A Nucleotide Sugar Transporter Involved in Glycosylation of the Toxoplasma Tissue Cyst Wall Is Required for Efficient Persistence of Bradyzoites

Toxoplasma gondii is an intracellular parasite that transitions from acute infection to a chronic infective state in its intermediate host via encystation, which enables the parasite to evade immune detection and clearance. It is widely accepted that the tissue cyst perimeter is highly and specifically decorated with glycan modifications; however, the role of these modifications in the establishment and persistence of chronic infection has not been investigated. Here we identify and biochemically and biologically characterize a Toxoplasma nucleotide-sugar transporter (TgNST1) that is required for cyst wall glycosylation. Toxoplasma strains deleted for the TgNST1 gene (Delta nst1) form cyst-like structures in vitro but no longer interact with lectins, suggesting that Delta nst1 strains are deficient in the transport and use of sugars for the biosynthesis of cyst-wall structures.
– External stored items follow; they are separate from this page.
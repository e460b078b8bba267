//! CPU texture data and upload

use crate::backend::traits::*;
use crate::backend::types::*;

/// Texel data for a 2D texture or a cubemap
#[derive(Debug, Clone)]
pub struct TextureData {
    pub name: String,
    pub width: u32,
    pub height: u32,
    pub format: TextureFormat,
    pub kind: TextureKind,
    /// One tightly packed buffer per layer
    pub layers: Vec<Vec<u8>>,
}

impl TextureData {
    /// Create a solid color 1x1 texture
    pub fn solid_color(color: [u8; 4], name: &str) -> Self {
        Self {
            name: name.to_string(),
            width: 1,
            height: 1,
            format: TextureFormat::Rgba8Unorm,
            kind: TextureKind::D2,
            layers: vec![color.to_vec()],
        }
    }

    pub fn white() -> Self {
        Self::solid_color([255, 255, 255, 255], "white")
    }

    /// Flat tangent-space normal (0, 0, 1)
    pub fn default_normal() -> Self {
        Self::solid_color([128, 128, 255, 255], "default_normal")
    }

    /// Create a checkerboard texture with 8 texel squares
    pub fn checkerboard(size: u32, color1: [u8; 4], color2: [u8; 4]) -> Self {
        let mut data = Vec::with_capacity((size * size * 4) as usize);
        for y in 0..size {
            for x in 0..size {
                let color = if ((x / 8) + (y / 8)) % 2 == 0 { color1 } else { color2 };
                data.extend_from_slice(&color);
            }
        }
        Self {
            name: "checkerboard".to_string(),
            width: size,
            height: size,
            format: TextureFormat::Rgba8Unorm,
            kind: TextureKind::D2,
            layers: vec![data],
        }
    }

    /// Cubemap with one solid color per face (+X, -X, +Y, -Y, +Z, -Z)
    pub fn cubemap(size: u32, faces: [[u8; 4]; 6], name: &str) -> Self {
        let texels = (size * size) as usize;
        Self {
            name: name.to_string(),
            width: size,
            height: size,
            format: TextureFormat::Rgba8Unorm,
            kind: TextureKind::Cube,
            layers: faces.iter().map(|color| color.repeat(texels)).collect(),
        }
    }

    /// Vertical sky gradient: bright horizon faces, `zenith` up, `ground` down
    pub fn sky(size: u32, zenith: [u8; 4], horizon: [u8; 4], ground: [u8; 4]) -> Self {
        Self::cubemap(size, [horizon, horizon, zenith, ground, horizon, horizon], "sky")
    }

    /// Create the texture on the device and upload every layer
    pub fn upload(&self, device: &mut dyn GraphicsDevice) -> BackendResult<TextureHandle> {
        let handle = device.create_texture(&TextureDescriptor {
            label: Some(self.name.clone()),
            width: self.width,
            height: self.height,
            kind: self.kind,
            mip_levels: 1,
            format: self.format,
            usage: TextureUsage::TEXTURE_BINDING | TextureUsage::COPY_DST,
        })?;
        for (layer, data) in self.layers.iter().enumerate() {
            device.write_texture(handle, layer as u32, data);
        }
        Ok(handle)
    }
}

#[cfg(test)]
mod tests {
    use super::*;
    use crate::backend::headless::HeadlessDevice;

    #[test]
    fn test_cubemap_upload_fills_every_face() {
        let mut device = HeadlessDevice::new(4, 4);
        let data = TextureData::sky(2, [0, 0, 255, 255], [255, 255, 255, 255], [0, 255, 0, 255]);
        let cube = data.upload(&mut device).unwrap();

        assert_eq!(device.texture_descriptor(cube).unwrap().kind, TextureKind::Cube);
        assert_eq!(device.texel(cube, 2, 1, 1), Some([0.0, 0.0, 1.0, 1.0]));
        assert_eq!(device.texel(cube, 3, 0, 0), Some([0.0, 1.0, 0.0, 1.0]));
    }
}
In vivo infection experiments demonstrate that the lack of TgNST1 activity does not detectably impact the acute (tachyzoite) stages of an infection or tropism of the parasite for the brain but that Delta nst1 parasites are severely defective in persistence during the chronic stages of the infection. These results demonstrate for the first time the critical role of parasite glycoconjugates in the persistence of Toxoplasma tissue cysts.